Minnesota nice is now Minnesota mean: At the GOP presidential debate in Iowa tonight, the two Minnesotans on the stage—Gov. Tim Pawlenty and Rep. Michelle Bachmann—didn't quite come to blows, but at times they seemed awfully close.
When Pawlenty, after prodding, doubled down on a prior claim that Bachmann has no record of results, Bachmann responded with a recitation of Pawlenty's lowlights: Support for cap-and-trade, a long-ago flirtation with an individual mandate to purchase health insurance, and an old declaration that "the era of small government is over."
Pawlenty responded by attacking Bachmann's "record of making false statements"—and by expanding on his argument that, for all her rhetorical volume, her frequent attacks on liberal policies had produced nothing of substance. She may have led the fights against ObamaCare and raising the debt limit, but those fights, Pawlenty pointed out, were lost. "If that's your idea of effective leadership, please stop," he said. "Because you're killing us."
The audience seemed possibly ready to kill questioner Byron York after he asked Bachmann whether, as president, she'd continue to be a "submissive" wife—as she's said she is now. The crowd booed, and Bachmann waited it out before answering gently: "I respect my husband," she said, confidently avoiding the question. "He's a wonderful godly man. And we respect each other."
Several of the candidates, though, seemed to have little respect for the panel moderators. Pressed about the constitutional basis for the individual mandate, former Massachusetts Gov. Mitt Romney got snippy, and argued that it wasn't the U.S. Constitution that mattered. "Are you familiar with the Massachusetts constitution? I am," he all but sneered before proceeding to note that states force people to do all sorts of things, like make children attend school. Why should buying health insurance be any different?
Former House Speaker Newt Gingrich, meanwhile, twice accused questioners of posing "gotcha" questions—including once for being asked about his conflicting statements both for and against the Libyan no-fly zone. Pushed to answer, he rambled, dissembled, and then insisted that we should "rethink" our entire approach to the conflict. After all, he said, he's running a campaign based on ideas. I suspect it won't be long before he starts to rethink his troubled candidacy.
Former Pennsylvania Senator and social conservative stalwart Rick Santorum literally had to remind the audience that he was still on stage—waving his hands at one point as if to say "I'm still here!" and grousing repeatedly about the relatively low number of questions thrown his way. Sure, he was there, but you have to wonder why: Santorum's primary mission seemed to be defending every last aspect of the GOP's authoritarian streak: militarism in the Middle East, hyper-moralism at home, federal authority over marriage and the states. He bragged about his hawkishness and got in a drawn-out squabble with Ron Paul about the 10th amendment.

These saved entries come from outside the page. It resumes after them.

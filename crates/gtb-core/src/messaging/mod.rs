//! Outbound messaging abstractions (Telegram today).

pub mod port;
pub mod types;
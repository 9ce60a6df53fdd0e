//! Single-file JSON snapshot used as a read-through cache in front of the
//! durable store.
//!
//! The whole file is one JSON object. Every write re-reads the file, merges the
//! one key, stamps `lastUpdated` and rewrites the file. There is no locking:
//! concurrent writers race and the last write wins. Failures never reach the
//! caller; a failed read is a cache miss and a failed write is logged.
//!
//! User entries carry bearer tokens, so the file is kept owner-only (0600).

use std::{
    fs::OpenOptions,
    io::Write,
    path::{Path, PathBuf},
};

use serde_json::{Map, Value};

use crate::{domain::ChatIdentity, utils::iso_timestamp_utc};

const LAST_UPDATED: &str = "lastUpdated";

pub fn user_key(chat: &ChatIdentity) -> String {
    format!("user_{chat}")
}

pub fn repos_key(chat: &ChatIdentity) -> String {
    format!("repos_{chat}")
}

pub fn oauth_key(chat: &ChatIdentity) -> String {
    format!("oauth_{chat}")
}

#[derive(Clone, Debug)]
pub struct SnapshotStore {
    path: PathBuf,
}

impl SnapshotStore {
    pub fn new(path: impl Into<PathBuf>) -> Self {
        Self { path: path.into() }
    }

    pub fn path(&self) -> &Path {
        &self.path
    }

    pub fn read(&self, key: &str) -> Option<Value> {
        if key == LAST_UPDATED {
            return None;
        }
        let mut map = self.load()?;
        map.remove(key).filter(|v| !v.is_null())
    }

    pub fn write(&self, key: &str, value: Value) {
        self.update(key, Some(value));
    }

    pub fn remove(&self, key: &str) {
        self.update(key, None);
    }

    fn update(&self, key: &str, value: Option<Value>) {
        // A malformed file is replaced by a fresh object.
        let mut map = self.load().unwrap_or_default();
        match value {
            Some(v) => {
                map.insert(key.to_string(), v);
            }
            None => {
                if map.remove(key).is_none() {
                    return;
                }
            }
        }
        map.insert(
            LAST_UPDATED.to_string(),
            Value::String(iso_timestamp_utc()),
        );

        if let Err(e) = self.save(&map) {
            tracing::warn!(path = %self.path.display(), key, "snapshot write failed: {e}");
        }
    }

    fn load(&self) -> Option<Map<String, Value>> {
        let txt = match std::fs::read_to_string(&self.path) {
            Ok(txt) => txt,
            Err(e) if e.kind() == std::io::ErrorKind::NotFound => return None,
            Err(e) => {
                tracing::warn!(path = %self.path.display(), "snapshot read failed: {e}");
                return None;
            }
        };
        match serde_json::from_str::<Value>(&txt) {
            Ok(Value::Object(map)) => Some(map),
            Ok(_) => {
                tracing::warn!(path = %self.path.display(), "snapshot is not a JSON object");
                None
            }
            Err(e) => {
                tracing::warn!(path = %self.path.display(), "snapshot is malformed: {e}");
                None
            }
        }
    }

    fn save(&self, map: &Map<String, Value>) -> crate::Result<()> {
        if let Some(parent) = self.path.parent() {
            if !parent.as_os_str().is_empty() {
                std::fs::create_dir_all(parent)?;
            }
        }
        let txt = serde_json::to_string_pretty(map)?;

        let mut opts = OpenOptions::new();
        opts.write(true).create(true).truncate(true);
        #[cfg(unix)]
        {
            use std::os::unix::fs::OpenOptionsExt;
            opts.mode(0o600);
        }
        let mut file = opts.open(&self.path)?;
        // `mode` only applies when the file is created.
        #[cfg(unix)]
        {
            use std::os::unix::fs::PermissionsExt;
            file.set_permissions(std::fs::Permissions::from_mode(0o600))?;
        }
        file.write_all(txt.as_bytes())?;
        Ok(())
    }
}

#[cfg(test)]
pub(crate) mod tests {
    use super::*;
    use serde_json::json;

    pub(crate) fn tmp_path(prefix: &str) -> PathBuf {
        let ts = std::time::SystemTime::now()
            .duration_since(std::time::UNIX_EPOCH)
            .unwrap_or_default()
            .as_nanos();
        let pid = std::process::id();
        PathBuf::from(format!("/tmp/{prefix}-{pid}-{ts}.json"))
    }

    #[test]
    fn missing_file_reads_as_empty() {
        let store = SnapshotStore::new(tmp_path("gtb-snap-missing"));
        assert_eq!(store.read("user_1"), None);
    }

    #[test]
    fn write_merges_keys_and_stamps_last_updated() {
        let path = tmp_path("gtb-snap-merge");
        let store = SnapshotStore::new(&path);

        store.write("user_1", json!({ "a": 1 }));
        store.write("repos_1", json!({ "data": [], "cachedAt": 5 }));

        assert_eq!(store.read("user_1"), Some(json!({ "a": 1 })));
        assert_eq!(
            store.read("repos_1"),
            Some(json!({ "data": [], "cachedAt": 5 }))
        );

        let raw: Value = serde_json::from_str(&std::fs::read_to_string(&path).unwrap()).unwrap();
        assert!(raw.get("lastUpdated").and_then(|v| v.as_str()).is_some());
        assert_eq!(store.read("lastUpdated"), None);

        let _ = std::fs::remove_file(&path);
    }

    #[test]
    fn remove_drops_only_that_key() {
        let path = tmp_path("gtb-snap-remove");
        let store = SnapshotStore::new(&path);

        store.write("user_1", json!(1));
        store.write("repos_1", json!(2));
        store.remove("repos_1");

        assert_eq!(store.read("repos_1"), None);
        assert_eq!(store.read("user_1"), Some(json!(1)));

        let _ = std::fs::remove_file(&path);
    }

    #[test]
    fn malformed_file_is_a_miss_and_is_replaced_on_write() {
        let path = tmp_path("gtb-snap-corrupt");
        std::fs::write(&path, "{not json").unwrap();
        let store = SnapshotStore::new(&path);

        assert_eq!(store.read("user_1"), None);

        store.write("user_1", json!("ok"));
        assert_eq!(store.read("user_1"), Some(json!("ok")));

        let _ = std::fs::remove_file(&path);
    }

    #[cfg(unix)]
    #[test]
    fn snapshot_file_is_owner_only() {
        use std::os::unix::fs::PermissionsExt;

        let path = tmp_path("gtb-snap-mode");
        let store = SnapshotStore::new(&path);
        store.write("user_1", json!({ "hostingToken": "gho_secret" }));
        let mode = std::fs::metadata(&path).unwrap().permissions().mode();
        assert_eq!(mode & 0o777, 0o600);

        // A file left world-readable by an earlier run is tightened on the next write.
        std::fs::set_permissions(&path, std::fs::Permissions::from_mode(0o644)).unwrap();
        store.write("user_2", json!({}));
        let mode = std::fs::metadata(&path).unwrap().permissions().mode();
        assert_eq!(mode & 0o777, 0o600);

        let _ = std::fs::remove_file(&path);
    }

    #[test]
    fn keys_are_prefixed_by_kind() {
        let chat = ChatIdentity::new("99");
        assert_eq!(user_key(&chat), "user_99");
        assert_eq!(repos_key(&chat), "repos_99");
        assert_eq!(oauth_key(&chat), "oauth_99");
    }
}
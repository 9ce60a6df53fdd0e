use std::time::{SystemTime, UNIX_EPOCH};

use chrono::Utc;

/// RFC3339 timestamp in UTC (for logs and the snapshot `lastUpdated` stamp).
pub fn iso_timestamp_utc() -> String {
    Utc::now().to_rfc3339()
}

pub fn now_ms() -> i64 {
    SystemTime::now()
        .duration_since(UNIX_EPOCH)
        .unwrap_or_default()
        .as_millis() as i64
}

/// Truncate to `max` chars, appending `...` when something was cut.
pub fn truncate_chars(s: &str, max: usize) -> String {
    if s.chars().count() <= max {
        return s.to_string();
    }
    format!("{}...", s.chars().take(max).collect::<String>())
}
//! Durable store port.

use std::{
    collections::HashMap,
    sync::{
        atomic::{AtomicBool, AtomicUsize, Ordering},
        Mutex,
    },
};

use async_trait::async_trait;
use chrono::{DateTime, Utc};

use crate::{
    domain::ChatIdentity,
    errors::Error,
    model::{RepoSummary, UserRecord},
    Result,
};

/// Authoritative per-chat user records, keyed by exact chat identity.
#[async_trait]
pub trait UserStore: Send + Sync {
    async fn find(&self, chat: &ChatIdentity) -> Result<Option<UserRecord>>;

    /// Insert or replace the record with the same chat identity.
    async fn upsert(&self, record: &UserRecord) -> Result<()>;

    /// Replace only the repository mirror. No-op for unknown chats.
    async fn set_repositories(&self, chat: &ChatIdentity, repos: &[RepoSummary]) -> Result<()>;

    /// Update only `last_active_at`. No-op for unknown chats.
    async fn touch(&self, chat: &ChatIdentity, at: DateTime<Utc>) -> Result<()>;
}

/// In-process store for tests, with read counting and failure injection.
#[derive(Default)]
pub struct MemoryUserStore {
    records: Mutex<HashMap<ChatIdentity, UserRecord>>,
    reads: AtomicUsize,
    fail_reads: AtomicBool,
}

impl MemoryUserStore {
    pub fn new() -> Self {
        Self::default()
    }

    /// Number of `find` calls served so far.
    pub fn reads(&self) -> usize {
        self.reads.load(Ordering::SeqCst)
    }

    /// Make every subsequent `find` fail, simulating an unreachable database.
    pub fn set_fail_reads(&self, fail: bool) {
        self.fail_reads.store(fail, Ordering::SeqCst);
    }

    pub fn len(&self) -> usize {
        self.records.lock().map(|m| m.len()).unwrap_or(0)
    }

    pub fn is_empty(&self) -> bool {
        self.len() == 0
    }
}

#[async_trait]
impl UserStore for MemoryUserStore {
    async fn find(&self, chat: &ChatIdentity) -> Result<Option<UserRecord>> {
        self.reads.fetch_add(1, Ordering::SeqCst);
        if self.fail_reads.load(Ordering::SeqCst) {
            return Err(Error::StoreRead("memory store unavailable".to_string()));
        }
        let map = self
            .records
            .lock()
            .map_err(|_| Error::StoreRead("memory store poisoned".to_string()))?;
        Ok(map.get(chat).cloned())
    }

    async fn upsert(&self, record: &UserRecord) -> Result<()> {
        let mut map = self
            .records
            .lock()
            .map_err(|_| Error::StoreWrite("memory store poisoned".to_string()))?;
        map.insert(record.chat_identity.clone(), record.clone());
        Ok(())
    }

    async fn set_repositories(&self, chat: &ChatIdentity, repos: &[RepoSummary]) -> Result<()> {
        let mut map = self
            .records
            .lock()
            .map_err(|_| Error::StoreWrite("memory store poisoned".to_string()))?;
        if let Some(record) = map.get_mut(chat) {
            record.repositories = repos.to_vec();
        }
        Ok(())
    }

    async fn touch(&self, chat: &ChatIdentity, at: DateTime<Utc>) -> Result<()> {
        let mut map = self
            .records
            .lock()
            .map_err(|_| Error::StoreWrite("memory store poisoned".to_string()))?;
        if let Some(record) = map.get_mut(chat) {
            record.last_active_at = at;
        }
        Ok(())
    }
}
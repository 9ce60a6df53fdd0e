use std::{
    env, fs,
    net::SocketAddr,
    path::{Path, PathBuf},
    time::Duration,
};

use crate::{errors::Error, gateway::GatewayConfig, Result};

/// Typed configuration, loaded from the environment (and `.env`).
#[derive(Clone, Debug)]
pub struct Config {
    // Telegram
    pub telegram_bot_token: String,
    pub telegram_safe_limit: usize,

    // GitHub OAuth app
    pub github_client_id: String,
    pub github_client_secret: String,
    pub github_redirect_uri: String,
    pub github_scopes: Vec<String>,
    pub github_api_base: String,
    pub github_oauth_base: String,
    pub github_timeout: Duration,

    // Storage
    pub database_url: String,
    pub snapshot_file: PathBuf,

    // Callback server
    pub public_base_url: String,
    pub http_bind: SocketAddr,

    // Cache behavior
    pub repo_cache_ttl: Duration,
    pub invalidate_repo_cache_on_create: bool,
}

impl Config {
    pub fn load() -> Result<Self> {
        load_dotenv_if_present(Path::new(".env"));

        let telegram_bot_token = required("TELEGRAM_BOT_TOKEN")?;
        let github_client_id = required("GITHUB_CLIENT_ID")?;
        let github_client_secret = required("GITHUB_CLIENT_SECRET")?;

        let public_base_url = env_str("PUBLIC_BASE_URL")
            .and_then(non_empty)
            .unwrap_or_else(|| "http://localhost:3000".to_string())
            .trim_end_matches('/')
            .to_string();
        let github_redirect_uri = env_str("GITHUB_REDIRECT_URI")
            .and_then(non_empty)
            .unwrap_or_else(|| format!("{public_base_url}/auth/github/callback"));
        let github_scopes = parse_csv(
            env_str("GITHUB_SCOPES").or_else(|| Some("repo,user,delete_repo".to_string())),
        );

        let github_api_base = env_str("GITHUB_API_BASE")
            .and_then(non_empty)
            .unwrap_or_else(|| "https://api.github.com".to_string());
        let github_oauth_base = env_str("GITHUB_OAUTH_BASE")
            .and_then(non_empty)
            .unwrap_or_else(|| "https://github.com".to_string());
        let github_timeout = Duration::from_secs(env_u64("GITHUB_TIMEOUT_SECS").unwrap_or(15));

        let database_url = env_str("DATABASE_URL")
            .and_then(non_empty)
            .unwrap_or_else(|| default_database_url(&data_dir(env_str("HOME"))));
        let snapshot_file = env_str("SNAPSHOT_FILE")
            .and_then(non_empty)
            .map(PathBuf::from)
            .unwrap_or_else(|| data_dir(env_str("HOME")).join("snapshot.json"));

        let http_bind = parse_bind(env_str("HTTP_BIND"), env_str("PORT"))?;

        let repo_cache_ttl =
            Duration::from_secs(env_u64("REPO_CACHE_TTL_SECS").unwrap_or(5 * 60));
        let invalidate_repo_cache_on_create =
            env_bool("INVALIDATE_REPO_CACHE_ON_CREATE").unwrap_or(true);

        let telegram_safe_limit = env_usize("TELEGRAM_SAFE_LIMIT").unwrap_or(4000);

        Ok(Self {
            telegram_bot_token,
            telegram_safe_limit,
            github_client_id,
            github_client_secret,
            github_redirect_uri,
            github_scopes,
            github_api_base,
            github_oauth_base,
            github_timeout,
            database_url,
            snapshot_file,
            public_base_url,
            http_bind,
            repo_cache_ttl,
            invalidate_repo_cache_on_create,
        })
    }

    pub fn gateway(&self) -> GatewayConfig {
        GatewayConfig {
            repo_cache_ttl: self.repo_cache_ttl,
            invalidate_on_create: self.invalidate_repo_cache_on_create,
        }
    }
}

fn required(key: &str) -> Result<String> {
    env_str(key)
        .and_then(non_empty)
        .ok_or_else(|| Error::Config(format!("{key} environment variable is required")))
}

/// Per-user state directory (`$HOME/.gtb`) holding the database and the snapshot.
fn data_dir(home: Option<String>) -> PathBuf {
    let home = home.and_then(non_empty).unwrap_or_else(|| ".".to_string());
    PathBuf::from(home).join(".gtb")
}

fn default_database_url(dir: &Path) -> String {
    format!("sqlite://{}", dir.join("gtb.db").display())
}

fn parse_bind(bind: Option<String>, port: Option<String>) -> Result<SocketAddr> {
    if let Some(bind) = bind.and_then(non_empty) {
        return bind
            .trim()
            .parse()
            .map_err(|e| Error::Config(format!("invalid HTTP_BIND {bind:?}: {e}")));
    }
    let port = match port.and_then(non_empty) {
        Some(p) => p
            .trim()
            .parse::<u16>()
            .map_err(|e| Error::Config(format!("invalid PORT {p:?}: {e}")))?,
        None => 3000,
    };
    Ok(SocketAddr::from(([0, 0, 0, 0], port)))
}

fn env_str(key: &str) -> Option<String> {
    env::var(key).ok()
}

fn load_dotenv_if_present(path: &Path) {
    let Ok(contents) = fs::read_to_string(path) else {
        return;
    };

    for (key, val) in parse_dotenv(&contents) {
        if env::var_os(&key).is_some() {
            continue; // do not override existing env
        }
        env::set_var(key, val);
    }
}

fn parse_dotenv(contents: &str) -> Vec<(String, String)> {
    let mut out = Vec::new();
    for raw in contents.lines() {
        let line = raw.trim();
        if line.is_empty() || line.starts_with('#') {
            continue;
        }
        let line = line.strip_prefix("export ").unwrap_or(line);

        let Some((k, v)) = line.split_once('=') else {
            continue;
        };

        let key = k.trim();
        if key.is_empty() {
            continue;
        }

        let mut val = v.trim().to_string();
        // Strip optional surrounding quotes.
        if val.len() >= 2
            && ((val.starts_with('"') && val.ends_with('"'))
                || (val.starts_with('\'') && val.ends_with('\'')))
        {
            val = val[1..val.len() - 1].to_string();
        }

        out.push((key.to_string(), val));
    }
    out
}

fn env_bool(key: &str) -> Option<bool> {
    env_str(key).map(|s| {
        matches!(
            s.trim().to_lowercase().as_str(),
            "1" | "true" | "yes" | "on"
        )
    })
}

fn env_u64(key: &str) -> Option<u64> {
    env_str(key).and_then(|s| s.trim().parse::<u64>().ok())
}

fn env_usize(key: &str) -> Option<usize> {
    env_str(key).and_then(|s| s.trim().parse::<usize>().ok())
}

fn parse_csv(v: Option<String>) -> Vec<String> {
    v.unwrap_or_default()
        .split(',')
        .map(|s| s.trim().to_string())
        .filter(|s| !s.is_empty())
        .collect()
}

fn non_empty(s: String) -> Option<String> {
    if s.trim().is_empty() {
        None
    } else {
        Some(s)
    }
}
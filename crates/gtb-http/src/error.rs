//! Maps core errors to HTML error pages.

use axum::{
    http::StatusCode,
    response::{Html, IntoResponse, Response},
};

use gtb_core::errors::Error;

use crate::pages;

#[derive(Debug)]
pub enum AppError {
    /// The user declined on GitHub's consent screen.
    Denied(String),
    Core(Error),
}

impl From<Error> for AppError {
    fn from(e: Error) -> Self {
        AppError::Core(e)
    }
}

impl AppError {
    pub fn status(&self) -> StatusCode {
        match self {
            AppError::Denied(_) => StatusCode::BAD_REQUEST,
            AppError::Core(e) => match e {
                Error::MissingParameter(_) => StatusCode::BAD_REQUEST,
                Error::Unauthenticated => StatusCode::UNAUTHORIZED,
                Error::AuthExchange(_) | Error::Upstream { .. } => StatusCode::BAD_GATEWAY,
                Error::StoreRead(_)
                | Error::StoreWrite(_)
                | Error::Config(_)
                | Error::Io(_)
                | Error::Json(_)
                | Error::External(_) => StatusCode::INTERNAL_SERVER_ERROR,
            },
        }
    }

    fn message(&self) -> String {
        match self {
            AppError::Denied(reason) => format!("Authorization was not granted: {reason}"),
            AppError::Core(e @ (Error::StoreRead(_) | Error::StoreWrite(_))) => {
                tracing::error!("callback store failure: {e}");
                "Your account could not be saved. Please try again later.".to_string()
            }
            AppError::Core(e) => e.to_string(),
        }
    }
}

impl IntoResponse for AppError {
    fn into_response(self) -> Response {
        let status = self.status();
        if status.is_server_error() {
            tracing::warn!(status = status.as_u16(), "callback failed: {self:?}");
        }
        (status, Html(pages::error_page(&self.message()))).into_response()
    }
}
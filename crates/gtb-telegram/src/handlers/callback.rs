use std::sync::Arc;

use teloxide::{prelude::*, types::CallbackQuery};

use gtb_core::domain::{ChatId, ChatIdentity, MessageId, MessageRef};

use crate::{
    render::{self, Reply, CB_AGREE, CB_CANCEL, CB_DELETE_PREFIX, CB_LINK, CB_REPOS, CB_STATUS},
    router::AppState,
};

use super::{
    commands::{self, Command},
    send_reply,
};

pub async fn handle_callback(q: CallbackQuery, state: Arc<AppState>) -> ResponseResult<()> {
    let data = q.data.clone().unwrap_or_default();
    let chat_id = q.message.as_ref().map(|m| ChatId(m.chat.id.0));

    // Always answer the query so the client stops spinning.
    let Some(chat_id) = chat_id.filter(|_| !data.is_empty()) else {
        if let Err(e) = state.messenger.answer_callback_query(&q.id, None).await {
            tracing::debug!("answer_callback_query failed: {e}");
        }
        return Ok(());
    };

    let chat = ChatIdentity::from(chat_id);
    state.accounts.touch(&chat).await;

    let (toast, reply) = dispatch(&state, &chat, &data).await;
    if let Err(e) = state.messenger.answer_callback_query(&q.id, toast).await {
        tracing::debug!("answer_callback_query failed: {e}");
    }
    let Some(reply) = reply else {
        return Ok(());
    };

    // Delete confirmations are resolved in place, which also drops their buttons.
    let origin = q.message.as_ref().map(|m| MessageRef {
        chat_id,
        message_id: MessageId(m.id.0),
    });
    match origin {
        Some(origin) if resolves_in_place(&state, &data, &reply) => {
            if let Err(e) = state.messenger.edit_html(origin, &reply.html).await {
                tracing::debug!("edit failed, sending instead: {e}");
                send_reply(&state, chat_id, reply).await;
            }
        }
        _ => send_reply(&state, chat_id, reply).await,
    }
    Ok(())
}

fn resolves_in_place(state: &AppState, data: &str, reply: &Reply) -> bool {
    (data == CB_CANCEL || data.starts_with(CB_DELETE_PREFIX))
        && reply.keyboard.is_none()
        && state.messenger.capabilities().supports_edit
}

/// Map callback data to an optional toast and an optional chat reply.
pub(crate) async fn dispatch(
    state: &AppState,
    chat: &ChatIdentity,
    data: &str,
) -> (Option<&'static str>, Option<Reply>) {
    match data {
        CB_AGREE => match state.accounts.agree_to_terms(chat).await {
            Ok(_) => match commands::start(state, chat).await {
                Ok(menu) => (Some("Thanks!"), Some(menu)),
                Err(e) => (None, Some(render::error(&e))),
            },
            Err(e) => {
                tracing::warn!(%chat, "failed to record terms agreement: {e}");
                (None, Some(render::error(&e)))
            }
        },
        CB_REPOS => (None, Some(commands::execute(state, chat, Command::Repos).await)),
        CB_LINK => (None, Some(commands::execute(state, chat, Command::Link).await)),
        CB_STATUS => (None, Some(commands::execute(state, chat, Command::Status).await)),
        CB_CANCEL => (Some("Cancelled"), Some(Reply::text("Cancelled."))),
        _ => match data.strip_prefix(CB_DELETE_PREFIX) {
            Some(target) if !target.is_empty() => {
                let cmd = Command::Delete {
                    target: target.to_string(),
                    confirmed: true,
                };
                (None, Some(commands::execute(state, chat, cmd).await))
            }
            _ => (Some("Unknown action"), None),
        },
    }
}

Ah yes. Ron Paul was there too. And he acted, well, a lot like Ron Paul usually does: forceful sometimes, rambling others, frequently both at the same time: He naysayed the non-cuts in the final debt deal and answered a question about immigration with partially explained references to the wars in Iraq and Afghanistan and international drug dealers. He reiterated his dislike for amnesty, and allowing illegal immigrants to vote, but he doesn't want to force employers to play immigration cops either. For Paul, it's as much a question of emphasis as anything: "Why," he asked, "do we pay more attention to the borders over seas and less attention to the borders at home?" Paul's own biggest hang-up came from a question about his longtime professional backyard: the halls of the Capitol. After making a case for far more comprehensive spending cuts, including to the wars, he paused, unsure of himself, when asked whether he could get his plan through a divided Congress.
Jon Huntman tried to avoid divisive talk about civil unions, arguing that his support for them didn't mean those who disagreed were in any way wrong. Civil unions are a good idea. Or a bad one. Whichever one you pick, he thinks you're right. I guess that's what makes him a moderate.
There were no divisions amongst the Republicans about tax hikes, though: Every single one raised their hand to signal they'd turn down a deal that cut 10 dollars of spending in exchange for one dollar of tax increases. Even if it balanced the budget, and the new tax revenues came entirely from closing targeted tax giveaways and loopholes? Apparently.
After a deep-dish response in the last debate, former Godfather's exec Herman Cain didn't mention pizza this time around, but he did declare at one point that "America's got to learn how to take a joke." A lot of Republicans, at least, will probably need to: They'll be voting for one of these candidates.